3.2.4           Free Writing Prospectuses. The Company agrees that, unless it obtains the prior written consent of the Representative, it shall not make any offer relating to the Public Securities that would constitute an Issuer Free Writing Prospectus or that would otherwise constitute a “free writing prospectus,” or a portion thereof, required to be filed by the Company with the Commission or retained by the Company under Rule 433; provided, however, that the Representative shall be deemed to have consented to each Issuer General Use Free Writing Prospectus hereto and any “road show that is a written communication” within the meaning of Rule 433(d)(8)(i) that has been reviewed by the Representative. The Company represents that it has treated or agrees that it will treat each such free writing prospectus consented to, or deemed consented to, by the Underwriters as an “issuer free writing prospectus,” as defined in Rule 433, and that it has complied and will comply with the applicable requirements of Rule 433 with respect thereto, including timely filing with the Commission where required, legending and record keeping. If at any time following issuance of an Issuer Free Writing Prospectus there occurred or occurs an event or development as a result of which such Issuer Free Writing Prospectus conflicted or would conflict with the information contained in the Registration Statement or included or would include an untrue statement of a material fact or omitted or would omit to state a material fact necessary in order to make the statements therein, in the light of the circumstances existing at that subsequent time, not misleading, the Company will promptly notify the Underwriters and will promptly amend or supplement, at its own expense, such Issuer Free Writing Prospectus to eliminate or correct such conflict, untrue statement or omission.

 

3.3           Delivery to the Underwriters of Registration Statements.

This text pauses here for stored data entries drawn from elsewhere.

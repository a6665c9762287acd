//! Optimizers of Q-networks, actors, critics and the entropy coefficient.
use anyhow::Result;
use candle_core::{Tensor, Var};
use candle_nn::{AdamW, Optimizer as _, ParamsAdamW};
use candle_optimisers::adam::{Adam, ParamsAdam};
use serde::{Deserialize, Serialize};

/// Optimizer of a network, written in the agent configuration.
///
/// ```rust
/// use her_candle_agent::opt::OptimizerConfig;
///
/// let adam = OptimizerConfig::default().learning_rate(1e-3);
/// let adam_w = OptimizerConfig::adam_w(1e-3, 1e-2);
/// assert_eq!(adam_w.lr(), 1e-3);
/// ```
#[derive(Debug, Clone, Deserialize, Serialize, PartialEq)]
pub enum OptimizerConfig {
    /// Adam from `candle-optimisers`.
    Adam { lr: f64 },

    /// AdamW from `candle-nn`, moment decay rates and epsilon left at their defaults.
    AdamW { lr: f64, weight_decay: f64 },
}

impl Default for OptimizerConfig {
    fn default() -> Self {
        Self::Adam { lr: 1e-4 }
    }
}

impl OptimizerConfig {
    /// AdamW with the given learning rate and weight decay.
    pub fn adam_w(lr: f64, weight_decay: f64) -> Self {
        Self::AdamW { lr, weight_decay }
    }

    /// Learning rate.
    pub fn lr(&self) -> f64 {
        match self {
            Self::Adam { lr } | Self::AdamW { lr, .. } => *lr,
        }
    }

    /// Replaces the learning rate, keeping the kind of optimizer.
    pub fn learning_rate(mut self, v: f64) -> Self {
        match &mut self {
            Self::Adam { lr } | Self::AdamW { lr, .. } => *lr = v,
        }
        self
    }

    /// Builds an optimizer updating `vars`.
    pub fn build(&self, vars: Vec<Var>) -> Result<Optimizer> {
        let opt = match *self {
            Self::Adam { lr } => {
                let params = ParamsAdam {
                    lr,
                    ..ParamsAdam::default()
                };
                Optimizer::Adam(Adam::new(vars, params)?)
            }
            Self::AdamW { lr, weight_decay } => {
                let params = ParamsAdamW {
                    lr,
                    weight_decay,
                    ..ParamsAdamW::default()
                };
                Optimizer::AdamW(AdamW::new(vars, params)?)
            }
        };
        Ok(opt)
    }
}

/// Optimizer built from [`OptimizerConfig`].
pub enum Optimizer {
    Adam(Adam),
    AdamW(AdamW),
}

impl Optimizer {
    /// Computes the gradients of `loss` and applies one update.
    pub fn backward_step(&mut self, loss: &Tensor) -> Result<()> {
        match self {
            Self::Adam(opt) => opt.backward_step(loss)?,
            Self::AdamW(opt) => opt.backward_step(loss)?,
        }
        Ok(())
    }
}
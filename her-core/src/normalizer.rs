//! Input normalizer.
//!
//! Raw feature vectors are accumulated with [`Normalizer::store_history`] while
//! an episode runs. [`Normalizer::update_mean`] folds them into the running
//! statistics at episode boundaries, so the statistics used by
//! [`Normalizer::scale`] never change during action selection.
mod config;
pub use config::NormalizerConfig;

use crate::error::HerError;
use anyhow::Result;
use log::trace;
use serde::{Deserialize, Serialize};
use std::{
    fs::File,
    io::{BufReader, Write},
    path::Path,
};

/// Running statistics of the mean-std normalizer.
#[derive(Clone, Debug, PartialEq, Deserialize, Serialize)]
pub struct RunningStats {
    count: f64,
    mean: Vec<f64>,
    m2: Vec<f64>,
}

impl RunningStats {
    fn new(dim: usize) -> Self {
        Self {
            count: 0.0,
            mean: vec![0.0; dim],
            m2: vec![0.0; dim],
        }
    }

    /// Chan's parallel merge of a batch of samples into the statistics.
    fn merge(&mut self, batch: &[Vec<f32>]) {
        let dim = self.mean.len();
        let n_b = batch.len() as f64;
        if n_b == 0.0 {
            return;
        }

        let mut mean_b = vec![0f64; dim];
        for x in batch.iter() {
            for (m, &v) in mean_b.iter_mut().zip(x.iter()) {
                *m += v as f64;
            }
        }
        mean_b.iter_mut().for_each(|m| *m /= n_b);

        let mut m2_b = vec![0f64; dim];
        for x in batch.iter() {
            for i in 0..dim {
                let d = x[i] as f64 - mean_b[i];
                m2_b[i] += d * d;
            }
        }

        let n_a = self.count;
        let n = n_a + n_b;
        for i in 0..dim {
            let delta = mean_b[i] - self.mean[i];
            self.mean[i] += delta * n_b / n;
            self.m2[i] += m2_b[i] + delta * delta * n_a * n_b / n;
        }
        self.count = n;
    }

    /// Number of samples folded into the statistics.
    pub fn count(&self) -> f64 {
        self.count
    }

    /// Mean per dimension.
    pub fn mean(&self) -> &[f64] {
        &self.mean
    }

    /// Population variance per dimension; ones before any sample is seen.
    pub fn var(&self) -> Vec<f64> {
        if self.count == 0.0 {
            vec![1.0; self.mean.len()]
        } else {
            self.m2.iter().map(|m2| m2 / self.count).collect()
        }
    }
}

/// Serialized state of a normalizer.
#[derive(Clone, Debug, Deserialize, Serialize)]
struct NormalizerState {
    config: NormalizerConfig,
    stats: Option<RunningStats>,
}

/// Normalizes network inputs.
#[derive(Clone, Debug)]
pub struct Normalizer {
    config: NormalizerConfig,
    stats: Option<RunningStats>,
    history: Vec<Vec<f32>>,
}

impl Normalizer {
    /// Builds a normalizer.
    pub fn build(config: &NormalizerConfig) -> Result<Self> {
        config.check()?;
        let stats = match config {
            NormalizerConfig::MeanStd { dim, .. } => Some(RunningStats::new(*dim)),
            _ => None,
        };
        Ok(Self {
            config: config.clone(),
            stats,
            history: vec![],
        })
    }

    /// Returns the configuration.
    pub fn config(&self) -> &NormalizerConfig {
        &self.config
    }

    /// Running statistics, available for the mean-std variant.
    pub fn stats(&self) -> Option<&RunningStats> {
        self.stats.as_ref()
    }

    /// Dimension of feature vectors, `None` for the identity.
    pub fn dim(&self) -> Option<usize> {
        self.config.dim()
    }

    fn check_dim(&self, len: usize) -> Result<(), HerError> {
        match self.dim() {
            Some(expected) if expected != len => Err(HerError::DimensionMismatch {
                expected,
                actual: len,
            }),
            _ => Ok(()),
        }
    }

    /// Accumulates a raw feature vector.
    ///
    /// The statistics are not changed until [`Normalizer::update_mean`] is called.
    pub fn store_history(&mut self, x: &[f32]) -> Result<()> {
        if self.stats.is_none() {
            return Ok(());
        }
        self.check_dim(x.len())?;
        self.history.push(x.to_vec());
        Ok(())
    }

    /// Number of feature vectors waiting for the next [`Normalizer::update_mean`].
    pub fn n_history(&self) -> usize {
        self.history.len()
    }

    /// Folds the accumulated history into the running statistics.
    pub fn update_mean(&mut self) {
        if let Some(stats) = self.stats.as_mut() {
            stats.merge(&self.history);
            trace!("Normalizer updated with {} samples", self.history.len());
        }
        self.history.clear();
    }

    /// Scales a feature vector.
    pub fn scale(&self, x: &[f32]) -> Result<Vec<f32>> {
        self.check_dim(x.len())?;
        let y = match &self.config {
            NormalizerConfig::Identity => x.to_vec(),
            NormalizerConfig::MeanStd { eps, clip, .. } => {
                // Built together with the config variant.
                let stats = match self.stats.as_ref() {
                    Some(stats) => stats,
                    None => return Ok(x.to_vec()),
                };
                let var = stats.var();
                x.iter()
                    .enumerate()
                    .map(|(i, &v)| {
                        let std = var[i].max(*eps as f64).sqrt();
                        let y = ((v as f64 - stats.mean[i]) / std) as f32;
                        match clip {
                            Some(c) => y.clamp(-c, *c),
                            None => y,
                        }
                    })
                    .collect()
            }
            NormalizerConfig::MinMax { min, max, eps } => x
                .iter()
                .zip(min.iter().zip(max.iter()))
                .map(|(&v, (&lo, &hi))| (v - lo) / (hi - lo).max(*eps))
                .collect(),
        };
        Ok(y)
    }

    /// Scales rows of feature vectors and returns them flattened.
    pub fn scale_batch(&self, rows: &[Vec<f32>]) -> Result<Vec<f32>> {
        let mut out = Vec::with_capacity(rows.iter().map(|r| r.len()).sum());
        for row in rows.iter() {
            out.extend(self.scale(row)?);
        }
        Ok(out)
    }

    /// Saves the configuration and statistics as a YAML file.
    pub fn save(&self, path: impl AsRef<Path>) -> Result<()> {
        let state = NormalizerState {
            config: self.config.clone(),
            stats: self.stats.clone(),
        };
        let mut file = File::create(path)?;
        file.write_all(serde_yaml::to_string(&state)?.as_bytes())?;
        Ok(())
    }

    /// Loads the configuration and statistics saved with [`Normalizer::save`].
    ///
    /// Pending history is discarded.
    pub fn load(&mut self, path: impl AsRef<Path>) -> Result<()> {
        let file = File::open(path)?;
        let rdr = BufReader::new(file);
        let state: NormalizerState = serde_yaml::from_reader(rdr)?;
        self.config = state.config;
        self.stats = state.stats;
        self.history.clear();
        Ok(())
    }
}

#[cfg(test)]
mod tests {
    use super::*;
    use tempdir::TempDir;

    #[test]
    fn test_statistics_frozen_until_update() -> Result<()> {
        let mut norm = Normalizer::build(&NormalizerConfig::mean_std(2))?;
        norm.store_history(&[1.0, 10.0])?;
        norm.store_history(&[3.0, 10.0])?;

        // No update yet: mean 0, var 1.
        assert_eq!(norm.scale(&[2.0, 10.0])?, vec![2.0, 10.0]);

        norm.update_mean();
        assert_eq!(norm.n_history(), 0);
        let y = norm.scale(&[2.0, 10.0])?;
        assert!(y[0].abs() < 1e-6);
        assert!(y[1].abs() < 1e-6);

        let y = norm.scale(&[3.0, 10.0])?;
        assert!((y[0] - 1.0).abs() < 1e-5);
        Ok(())
    }

    #[test]
    fn test_zero_variance_floor() -> Result<()> {
        let config = NormalizerConfig::mean_std(1).eps(0.01);
        let mut norm = Normalizer::build(&config)?;
        for _ in 0..5 {
            norm.store_history(&[4.0])?;
        }
        norm.update_mean();
        let y = norm.scale(&[5.0])?;
        assert!(y[0].is_finite());
        assert!((y[0] - 10.0).abs() < 1e-4);
        Ok(())
    }

    #[test]
    fn test_merge_matches_batch_statistics() -> Result<()> {
        let mut norm = Normalizer::build(&NormalizerConfig::mean_std(1))?;
        for x in [1.0, 2.0] {
            norm.store_history(&[x])?;
        }
        norm.update_mean();
        for x in [3.0, 4.0, 5.0] {
            norm.store_history(&[x])?;
        }
        norm.update_mean();

        let stats = norm.stats().unwrap();
        assert_eq!(stats.count(), 5.0);
        assert!((stats.mean()[0] - 3.0).abs() < 1e-12);
        assert!((stats.var()[0] - 2.0).abs() < 1e-12);
        Ok(())
    }

    #[test]
    fn test_clip_and_min_max() -> Result<()> {
        let mut norm = Normalizer::build(&NormalizerConfig::mean_std(1).clip(Some(1.0)))?;
        norm.store_history(&[0.0])?;
        norm.store_history(&[2.0])?;
        norm.update_mean();
        assert_eq!(norm.scale(&[100.0])?, vec![1.0]);

        let norm = Normalizer::build(&NormalizerConfig::min_max(vec![0.0, 1.0], vec![10.0, 1.0]))?;
        let y = norm.scale(&[5.0, 1.0])?;
        assert_eq!(y[0], 0.5);
        assert!(y[1].is_finite());
        Ok(())
    }

    #[test]
    fn test_dimension_mismatch() -> Result<()> {
        let mut norm = Normalizer::build(&NormalizerConfig::mean_std(3))?;
        let err = norm.store_history(&[1.0]).unwrap_err();
        assert!(matches!(
            err.downcast_ref::<HerError>(),
            Some(HerError::DimensionMismatch { expected: 3, actual: 1 })
        ));
        assert!(norm.scale(&[1.0, 2.0]).is_err());
        Ok(())
    }

    #[test]
    fn test_save_load() -> Result<()> {
        let tmp_dir = TempDir::new("normalizer")?;
        let path = tmp_dir.path().join("normalizer.yaml");

        let mut norm = Normalizer::build(&NormalizerConfig::mean_std(2))?;
        norm.store_history(&[1.0, -1.0])?;
        norm.store_history(&[2.0, -3.0])?;
        norm.update_mean();
        norm.save(&path)?;

        let mut norm2 = Normalizer::build(&NormalizerConfig::mean_std(2))?;
        norm2.load(&path)?;
        assert_eq!(norm.stats(), norm2.stats());
        assert_eq!(norm.scale(&[0.5, 0.5])?, norm2.scale(&[0.5, 0.5])?);
        Ok(())
    }
}
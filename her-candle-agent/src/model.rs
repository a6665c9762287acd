//! Interface of neural networks used in RL agents.
use anyhow::Result;
use candle_nn::VarBuilder;

/// Neural network model not owing its [`VarMap`] internally.
///
/// [`VarMap`]: candle_nn::VarMap
pub trait SubModel1 {
    /// Configuration from which [`SubModel1`] is constructed.
    type Config;

    /// Input of the [`SubModel1`].
    type Input;

    /// Output of the [`SubModel1`].
    type Output;

    /// Builds [`SubModel1`] with [`VarBuilder`] and [`SubModel1::Config`].
    fn build(vb: VarBuilder, config: Self::Config) -> Result<Self>
    where
        Self: Sized;

    /// A generalized forward function.
    fn forward(&self, input: &Self::Input) -> Self::Output;
}

/// Neural network model not owing its [`VarMap`] internally.
///
/// The difference from [`SubModel1`] is that this trait takes two inputs,
/// e.g., an observation and an action for a critic.
///
/// [`VarMap`]: candle_nn::VarMap
pub trait SubModel2 {
    /// Configuration from which [`SubModel2`] is constructed.
    type Config;

    /// Input of the [`SubModel2`].
    type Input1;

    /// Input of the [`SubModel2`].
    type Input2;

    /// Output of the [`SubModel2`].
    type Output;

    /// Builds [`SubModel2`].
    fn build(vb: VarBuilder, config: Self::Config) -> Result<Self>
    where
        Self: Sized;

    /// A generalized forward function.
    fn forward(&self, input1: &Self::Input1, input2: &Self::Input2) -> Self::Output;
}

The Company has delivered or made available or shall deliver or make available to the Representative and counsel for the Representative, without charge, signed copies of the Registration Statement as originally filed and each amendment thereto (including exhibits filed therewith or incorporated by reference therein and documents incorporated or deemed to be incorporated by reference therein) and signed copies of all consents and certificates of experts, and will also deliver to the Underwriters, without charge, a conformed copy of the Registration Statement as originally filed and each amendment thereto (without exhibits) for each of the Underwriters. The copies of the Registration Statement and each amendment thereto furnished to the Underwriters will be identical to the electronically transmitted copies thereof filed with the Commission pursuant to EDGAR, except to the extent permitted by Regulation S-T.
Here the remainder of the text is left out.